La
vieille
Jules
Renard
Journal
L'Humanité
n°1, 18 avril
1904
C'est
chaque année plus incroyable qu'elle vive encore.
Quand
va-t-elle mourir ? Nous attendons. Mourra-t-elle dans son lit, sur la
route, à l'hospice
Elle
ne veut pas qu'on lui parle de l'hospice, et elle menace d'y faire
damner tout le monde.
Comme
elle s'ennuie à la maison, c'est plutôt sur la route
qu'elle tombera, sans qu'on la pousse, morte sans qu'on l'ait
écrasée.
Souvent
elle s'arrête et dit :
-
Ce n'est pas juste de vivre si longtemps.
Elle
veut dire : si longtemps malheureuse, car sa misère dure comme
sa vie.

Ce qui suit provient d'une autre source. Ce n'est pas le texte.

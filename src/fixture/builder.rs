//! Fixture builder.
//!
//! Regenerates `data/demo-data.json` from an Aerial SDK checkout:
//! overview bullets from `README.md`, per-component file counts, and one
//! profile per `testBenches/perf/testcases_*.json` file.

use anyhow::{Context, Result};
use serde_json::Value;
use std::collections::BTreeSet;
use std::path::{Path, PathBuf};
use tracing::{debug, info, warn};
use walkdir::WalkDir;

use crate::types::{ComponentStat, DemoData, PerfProfile};

pub const REPO_TITLE: &str = "NVIDIA Aerial CUDA-Accelerated RAN";

/// Line in README.md that opens the overview bullet list.
const OVERVIEW_MARKER: &str = "The **Aerial CUDA-Accelerated RAN** SDK includes:";

/// Sample scenario ids kept per profile.
const MAX_SAMPLE_SCENARIOS: usize = 4;

pub const COMPONENT_DIRS: &[(&str, &str)] = &[
    ("cuPHY", "GPU-accelerated 5G PHY"),
    ("cuMAC", "GPU-accelerated MAC scheduler"),
    ("pyaerial", "Python APIs for research and integration"),
    ("testBenches", "Validation and performance tooling"),
    ("testVectors", "Reference vectors"),
    ("5GModel", "Waveform generation models"),
];

// ---------------------------------------------------------------------------
// Overview
// ---------------------------------------------------------------------------

/// Extract the SDK bullet list from README text.
///
/// Collects `- **Name**: text` lines after the marker line until the next
/// `### ` heading, rewriting each as `Name: text`.
pub fn read_overview(readme: &str) -> Vec<String> {
    let mut bullets = Vec::new();
    let mut in_section = false;

    for line in readme.lines() {
        if line.trim() == OVERVIEW_MARKER {
            in_section = true;
            continue;
        }
        if !in_section {
            continue;
        }
        if line.starts_with("### ") {
            break;
        }
        if line.starts_with("- **") {
            bullets.push(strip_bold_label(line).trim().to_string());
        }
    }
    bullets
}

/// `- **Name**: text` -> `Name: text`. Lines without a closing `**:` are
/// returned unchanged.
fn strip_bold_label(line: &str) -> String {
    let Some(rest) = line.strip_prefix("- **") else {
        return line.to_string();
    };
    // The label must be at least one character long.
    let Some(first) = rest.chars().next() else {
        return line.to_string();
    };
    let skip = first.len_utf8();
    match rest[skip..].find("**:") {
        Some(pos) => {
            let label = &rest[..skip + pos];
            let after = &rest[skip + pos + 3..];
            let text = after.strip_prefix(' ').unwrap_or(after);
            format!("{label}: {text}")
        }
        None => line.to_string(),
    }
}

// ---------------------------------------------------------------------------
// Components
// ---------------------------------------------------------------------------

/// Count regular files under `dir`, recursively. Missing directories count
/// as zero.
pub fn count_files(dir: &Path) -> u64 {
    if !dir.exists() {
        return 0;
    }
    WalkDir::new(dir)
        .into_iter()
        .filter_map(|e| e.ok())
        .filter(|e| e.file_type().is_file())
        .count() as u64
}

pub fn scan_component_stats(repo_root: &Path) -> Vec<ComponentStat> {
    COMPONENT_DIRS
        .iter()
        .map(|(name, description)| {
            let file_count = count_files(&repo_root.join(name));
            debug!(component = *name, file_count, "Component scanned");
            ComponentStat {
                name: name.to_string(),
                description: description.to_string(),
                file_count,
            }
        })
        .collect()
}

// ---------------------------------------------------------------------------
// Perf profiles
// ---------------------------------------------------------------------------

/// Summarise one perf test-case payload into a profile.
///
/// `groups` counts top-level keys; `num_testcases` counts keys of every
/// object-valued group. Non-object payloads yield an empty profile.
pub fn profile_from_payload(name: &str, payload: &Value) -> PerfProfile {
    let mut profile = PerfProfile::new(name, 0, 0);
    let Value::Object(groups) = payload else {
        return profile;
    };

    let mut scenario_ids = BTreeSet::new();
    let mut testcases = 0usize;
    for group in groups.values() {
        if let Value::Object(cases) = group {
            testcases += cases.len();
            scenario_ids.extend(cases.keys().cloned());
        }
    }

    profile.groups = groups.len() as u32;
    profile.num_testcases = testcases as u32;
    profile.sample_scenarios = scenario_ids.into_iter().take(MAX_SAMPLE_SCENARIOS).collect();
    profile
}

fn is_perf_file(path: &Path) -> bool {
    path.file_name()
        .and_then(|n| n.to_str())
        .map(|n| n.starts_with("testcases_") && n.ends_with(".json"))
        .unwrap_or(false)
}

/// Load every `testcases_*.json` under `perf_dir`, sorted by path.
pub fn load_perf_profiles(perf_dir: &Path) -> Result<Vec<PerfProfile>> {
    if !perf_dir.exists() {
        warn!(path = %perf_dir.display(), "Perf directory not found");
        return Ok(Vec::new());
    }

    let mut paths: Vec<PathBuf> = WalkDir::new(perf_dir)
        .max_depth(1)
        .into_iter()
        .filter_map(|e| e.ok())
        .filter(|e| e.file_type().is_file() && is_perf_file(e.path()))
        .map(|e| e.into_path())
        .collect();
    paths.sort();

    let mut profiles = Vec::with_capacity(paths.len());
    for path in paths {
        let json = std::fs::read_to_string(&path)
            .with_context(|| format!("Failed to read {}", path.display()))?;
        let payload: Value = serde_json::from_str(&json)
            .with_context(|| format!("Failed to parse {}", path.display()))?;
        let name = path
            .file_stem()
            .and_then(|s| s.to_str())
            .unwrap_or_default();
        let profile = profile_from_payload(name, &payload);
        debug!(
            profile = %profile.name,
            groups = profile.groups,
            testcases = profile.num_testcases,
            "Perf profile loaded"
        );
        profiles.push(profile);
    }
    Ok(profiles)
}

// ---------------------------------------------------------------------------
// Assembly
// ---------------------------------------------------------------------------

/// Build the full fixture from an SDK checkout.
pub fn build_demo_data(repo_root: &Path) -> Result<DemoData> {
    let readme_path = repo_root.join("README.md");
    let readme = std::fs::read_to_string(&readme_path)
        .with_context(|| format!("Failed to read {}", readme_path.display()))?;

    let data = DemoData {
        repo: Some(REPO_TITLE.to_string()),
        overview: read_overview(&readme),
        components: scan_component_stats(repo_root),
        perf_profiles: load_perf_profiles(&repo_root.join("testBenches").join("perf"))?,
    };

    info!(
        root = %repo_root.display(),
        overview_items = data.overview.len(),
        profiles = data.perf_profiles.len(),
        "Demo data built"
    );
    Ok(data)
}

/// Write the fixture as pretty-printed JSON, creating parent directories.
pub fn write_fixture(data: &DemoData, path: &Path) -> Result<()> {
    if let Some(parent) = path.parent().filter(|p| !p.as_os_str().is_empty()) {
        std::fs::create_dir_all(parent)
            .with_context(|| format!("Failed to create {}", parent.display()))?;
    }
    let json = serde_json::to_string_pretty(data).context("Failed to serialise demo data")?;
    std::fs::write(path, json)
        .with_context(|| format!("Failed to write fixture to {}", path.display()))?;
    info!(path = %path.display(), "Fixture written");
    Ok(())
}

// ---------------------------------------------------------------------------
// Tests
// ---------------------------------------------------------------------------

Quoique elle ait le pain et le lard assurés, elle
grogne, parce qu'on l'empêche de s'occuper de la marmite.
Sa
petite-fille lui dit :
-
Grand mère, votre soupe est trempée.
-
Je n'en veux pas, de ta soupe, répond la vieille.
Elle
fait le geste de flanquer, du sabot, son écuelle par terre,
puis elle se décide, à cause du lard frit.
Elle
reste aussi gourmande du café qu'on lui offre, et elle dit,
pour remercier :
-
Ce n'est pas de l'eau, cela.
Il
serait déraisonnable de lui donner beaucoup d'argent à
la fois. Ayant, un jour, reçu cinq francs, elle va chez les
quatre épiciers de la commune et elle s'offre pour cent sous
de fromage de gruyère qu'elle laisse moisir au fond de
l'arche. Donnez-lui une pièce de dix sous, c'est bien assez.
-
Je ne la perdrai pas, dit-elle, je la cache dans mon mouchoir.
Elle
ne la perdra pas, mais elle l'oubliera, parce qu'elle ne se mouche
plus.
Cette
vieille aux mains usées par les lessives, qui a tant lavé
de linge et de vaisselle de riches, perd
ses habitudes de propreté paysanne.
-
Je descends à la rivière, dit sa petite-fille ; ôtez
votre jupon, je le savonnerai.
-
Non, voleuse ! dit la vieille
Restée
seule, elle rumine, quitte son jupon et le jette dans le feu.
-
Si vous êtes maligne comme ça, lui dit-on, vous n'irez
pas au paradis.
Sans
se redresser, parce qu'il faudrait pouvoir, elle lève sa face
humaine, terreuse, déformée par
tous les coups du sort, coups de poing, coups de pied, coups de
bâton, et elle ouvre une bouche
noire, incendiée, éteinte.
-
Ah ! dit-elle, le paradis, où donc qu'il est ?
-
Ma pauvre vieille, je ne sais pas.
Et
il n'y a rien d'autre à faire que lui répéter
"qu'on ne sait pas ", que hausser les épaules.
Elle
hausse les siennes et dit :
-
Si j'étais seulement morte !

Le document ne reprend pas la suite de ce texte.